Richard Smith was a promoter and businessman who came from England before the Revolution with the intention of making steel in the Colonies. He established his “Finery” in the part of Colebrook known as Robertsville where the ruins of his works is still to be found in the woods along Still River. It was here that his workers made steel in quantity from the pig iron smelted at Lakeville, Connecticut that at the time was called “Furnace Village.” The iron furnace there had been established by Ethan Allen who later became famous for the capture of Ft. Ticonderoga.

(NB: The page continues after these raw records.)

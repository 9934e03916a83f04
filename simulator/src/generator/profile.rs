use crate::generator::template::cosine_tone;
use anyhow::Context;
use rand::{rngs::StdRng, Rng, SeedableRng};
use rdmcore::Frame;
use serde::{Deserialize, Serialize};
use std::f32::consts::PI;

/// Point reflector moving at constant radial velocity.
#[derive(Debug, Clone, PartialEq, Serialize, Deserialize)]
pub struct SyntheticTarget {
    /// Beat frequency in range bins (cycles per chirp).
    pub range_bin: f32,
    /// Doppler shift in bins (phase cycles across the chirps of one frame).
    pub doppler_bin: f32,
    pub amplitude: f32,
}

/// Configuration for generating synthetic FMCW frames.
#[derive(Debug, Clone, Serialize, Deserialize)]
#[serde(default)]
pub struct GeneratorConfig {
    pub antennas: usize,
    pub chirps: usize,
    pub samples: usize,
    pub targets: Vec<SyntheticTarget>,
    /// Amplitude of a static return, identical on every chirp.
    pub clutter: f32,
    pub clutter_bin: f32,
    pub dc_offset: f32,
    pub noise: f32,
    pub antenna_phase_step: f32,
    pub seed: u64,
}

impl Default for GeneratorConfig {
    fn default() -> Self {
        Self {
            antennas: 3,
            chirps: 32,
            samples: 64,
            targets: vec![
                SyntheticTarget {
                    range_bin: 12.0,
                    doppler_bin: 4.0,
                    amplitude: 1.5e-3,
                },
                SyntheticTarget {
                    range_bin: 22.0,
                    doppler_bin: -6.0,
                    amplitude: 8e-4,
                },
            ],
            clutter: 0.5,
            clutter_bin: 3.0,
            dc_offset: 0.2,
            noise: 1e-5,
            antenna_phase_step: 0.6,
            seed: 0,
        }
    }
}

impl GeneratorConfig {
    pub fn frame_shape(&self) -> [usize; 3] {
        [self.antennas, self.chirps, self.samples]
    }
}

/// Builds frame `frame_index`; each frame draws its own noise.
pub fn build_frame(config: &GeneratorConfig, frame_index: u64) -> anyhow::Result<Frame> {
    let [antennas, chirps, samples] = config.frame_shape();
    let sample_count = antennas
        .checked_mul(chirps)
        .and_then(|n| n.checked_mul(samples))
        .context("overflow computing sample count for generator")?;

    let mut rng = StdRng::seed_from_u64(config.seed.wrapping_add(frame_index));
    let static_return: Vec<f32> = cosine_tone(samples, config.clutter_bin, 0.0)
        .map(|v| config.dc_offset + config.clutter * v)
        .collect();

    let mut data = Vec::with_capacity(sample_count);
    for antenna in 0..antennas {
        for chirp in 0..chirps {
            let mut chirp_samples = static_return.clone();
            for target in &config.targets {
                let phase = 2.0 * PI * target.doppler_bin * chirp as f32 / chirps as f32
                    + antenna as f32 * config.antenna_phase_step;
                for (sample, tone) in chirp_samples
                    .iter_mut()
                    .zip(cosine_tone(samples, target.range_bin, phase))
                {
                    *sample += target.amplitude * tone;
                }
            }
            if config.noise > 0.0 {
                for sample in chirp_samples.iter_mut() {
                    *sample += rng.gen_range(-config.noise..config.noise);
                }
            }
            data.extend(chirp_samples);
        }
    }

    Frame::from_flat(data, antennas, chirps, samples).context("assembling synthetic frame")
}

pub fn build_frames(config: &GeneratorConfig, count: usize) -> anyhow::Result<Vec<Frame>> {
    (0..count as u64)
        .map(|index| build_frame(config, index))
        .collect()
}

#[cfg(test)]
mod tests {
    use super::*;
    use rdmcore::sensor_interface::FramePayload;

    #[test]
    fn generator_builds_expected_shape() {
        let frame = build_frame(&GeneratorConfig::default(), 0).unwrap();
        assert_eq!(frame.shape(), [3, 32, 64]);
    }

    #[test]
    fn frames_differ_only_by_noise() {
        let config = GeneratorConfig::default();
        let frames = build_frames(&config, 2).unwrap();
        assert_eq!(frames.len(), 2);
        assert_ne!(frames[0], frames[1]);

        let quiet = GeneratorConfig {
            noise: 0.0,
            ..config
        };
        assert_eq!(
            build_frame(&quiet, 0).unwrap(),
            build_frame(&quiet, 5).unwrap()
        );
    }

    #[test]
    fn static_scene_is_constant_across_chirps() {
        let config = GeneratorConfig {
            antennas: 1,
            targets: Vec::new(),
            noise: 0.0,
            ..Default::default()
        };
        let payload = FramePayload::from(&build_frame(&config, 0).unwrap());
        let mut chirps = payload.data.chunks(64);
        let first = chirps.next().unwrap();
        assert!(chirps.all(|chirp| chirp == first));
    }
}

Eventually, this furnace became the property of Smith so that he had a vertical operation. The reason why the Finery was in Robertsville was because of the local wood supply to make charcoal. Pig iron was easier to ship then large quantities of wood or charcoal. The pig iron from Smith’s furnace was converted to wrought iron bars by forging with a drop hammer at Robertsville. Then these bars were placed in clay boxes along with powdered charcoal and subjected to a high heat for a week. The carbon was dissolved into the iron bars that were converted into steel by the dissolved carbon. This is the cementation process on a large scale. By all accounts this was an extremely high grade steel capable of being converted into cutlery and tools.

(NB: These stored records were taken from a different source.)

use crate::math::complex::ComplexSignal;
use crate::prelude::{PipelineError, PipelineResult};
use ndarray::{s, Array1, ArrayView1, Ix1};
use num_complex::Complex32;
use rustfft::{num_traits::Zero, Fft, FftPlanner};
use std::sync::Arc;

/// Fixed-length spectral transforms built on a single forward real-input plan.
///
/// The complex transform is not planned directly: it is assembled from the
/// two-sided spectra of the real and imaginary parts, so the only primitive
/// the transform relies on is the FFT of a real sequence.
#[derive(Clone)]
pub struct SpectralTransform {
    len: usize,
    fft: Arc<dyn Fft<f32>>,
}

impl SpectralTransform {
    pub fn new(len: usize) -> PipelineResult<Self> {
        if len == 0 {
            return Err(PipelineError::Configuration(
                "transform length must be positive".into(),
            ));
        }
        let mut planner = FftPlanner::new();
        let fft = planner.plan_fft_forward(len);
        Ok(Self { len, fft })
    }

    pub fn len(&self) -> usize {
        self.len
    }

    pub fn is_empty(&self) -> bool {
        self.len == 0
    }

    /// Number of non-negative frequency bins, `len / 2 + 1`.
    pub fn one_sided_len(&self) -> usize {
        self.len / 2 + 1
    }

    fn check_len(&self, actual: usize) -> PipelineResult<()> {
        if actual != self.len {
            return Err(PipelineError::shape(
                "spectral transform input",
                &[self.len],
                &[actual],
            ));
        }
        Ok(())
    }

    /// Non-negative frequency bins of the DFT of a real sequence.
    pub fn real_fft(&self, x: ArrayView1<'_, f32>) -> PipelineResult<ComplexSignal<Ix1>> {
        self.check_len(x.len())?;

        let mut buffer: Vec<Complex32> = x.iter().map(|&v| Complex32::new(v, 0.0)).collect();
        let mut scratch = vec![Complex32::zero(); self.fft.get_inplace_scratch_len()];
        self.fft.process_with_scratch(&mut buffer, &mut scratch);

        let bins = &buffer[..self.one_sided_len()];
        let re = bins.iter().map(|c| c.re).collect::<Array1<f32>>();
        let im = bins.iter().map(|c| c.im).collect::<Array1<f32>>();
        ComplexSignal::new(re, im)
    }

    /// Two-sided spectrum of a real sequence, rebuilt from [`Self::real_fft`]
    /// by conjugate symmetry. DC and the Nyquist bin are never mirrored.
    pub fn full_spectrum(&self, x: ArrayView1<'_, f32>) -> PipelineResult<ComplexSignal<Ix1>> {
        let (half_re, half_im) = self.real_fft(x)?.into_parts();
        let n = self.len;
        let bins = self.one_sided_len();

        let mut re = Array1::<f32>::zeros(n);
        let mut im = Array1::<f32>::zeros(n);
        re.slice_mut(s![..bins]).assign(&half_re);
        im.slice_mut(s![..bins]).assign(&half_im);
        for k in bins..n {
            re[k] = half_re[n - k];
            im[k] = -half_im[n - k];
        }
        ComplexSignal::new(re, im)
    }

    /// DFT of a complex sequence:
    /// `re = Re(F(x.re)) - Im(F(x.im))`, `im = Im(F(x.re)) + Re(F(x.im))`.
    pub fn complex_fft(&self, x: &ComplexSignal<Ix1>) -> PipelineResult<ComplexSignal<Ix1>> {
        let from_re = self.full_spectrum(x.re())?;
        let from_im = self.full_spectrum(x.im())?;

        let re = &from_re.re() - &from_im.im();
        let im = &from_re.im() + &from_im.re();
        ComplexSignal::new(re, im)
    }
}

/// Swaps the halves of a spectrum at `len / 2`, moving DC to the centre.
/// Self-inverse for even lengths.
pub fn shift<T: Clone>(x: ArrayView1<'_, T>) -> Array1<T> {
    let mid = x.len() / 2;
    let (head, tail) = (x.slice(s![..mid]), x.slice(s![mid..]));
    tail.iter().chain(head.iter()).cloned().collect()
}

pub fn shift_signal(x: &ComplexSignal<Ix1>) -> PipelineResult<ComplexSignal<Ix1>> {
    ComplexSignal::new(shift(x.re()), shift(x.im()))
}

Allen had long since sold his furnace and removed himself from the Connecticut scene, and gone to New Connecticut as Vermont was known then. Smith eventually bought Allen’s furnace to supply his Robertsville works, and manufacture cast iron products at Lakeville. (Lakeville is part of the Town of Salisbury, Connecticut hence the name the Salisbury Iron District.)
When hostilities broke out between the British and the Colonialists, Smith was visiting in England and there he stayed for the duration of the Revolutionary War. Many of the Colonialists considered him to be a Tory, but there is no real evidence that this was so.
Jonathon Trumbull, as governor of the Connecticut Colony seized Smith’s works in the name of the committee of public safety, and placed the operation of a local iron master named Squire Samuel Forbes. He had to come out of retirement to undertake this task. Squire Forbes was the only man in the Colonies who could cast cannon that wouldn’t burst when fired. In the first six months of the war he cast over 850 tons of cannon, and during the war he cast over 850 cannon from four pounders to thirty pounders.
None of this would have been possible without tool steel from Smith’s Robertsville operation though. The steel produced there made the drill bits that made it possible for Forbes to bore the cannon. Smith’s steel proved to be George Washington’s secret weapon making the defeat of the British Army the most powerful in the world possible. It was also the birth of the American Steel Industry.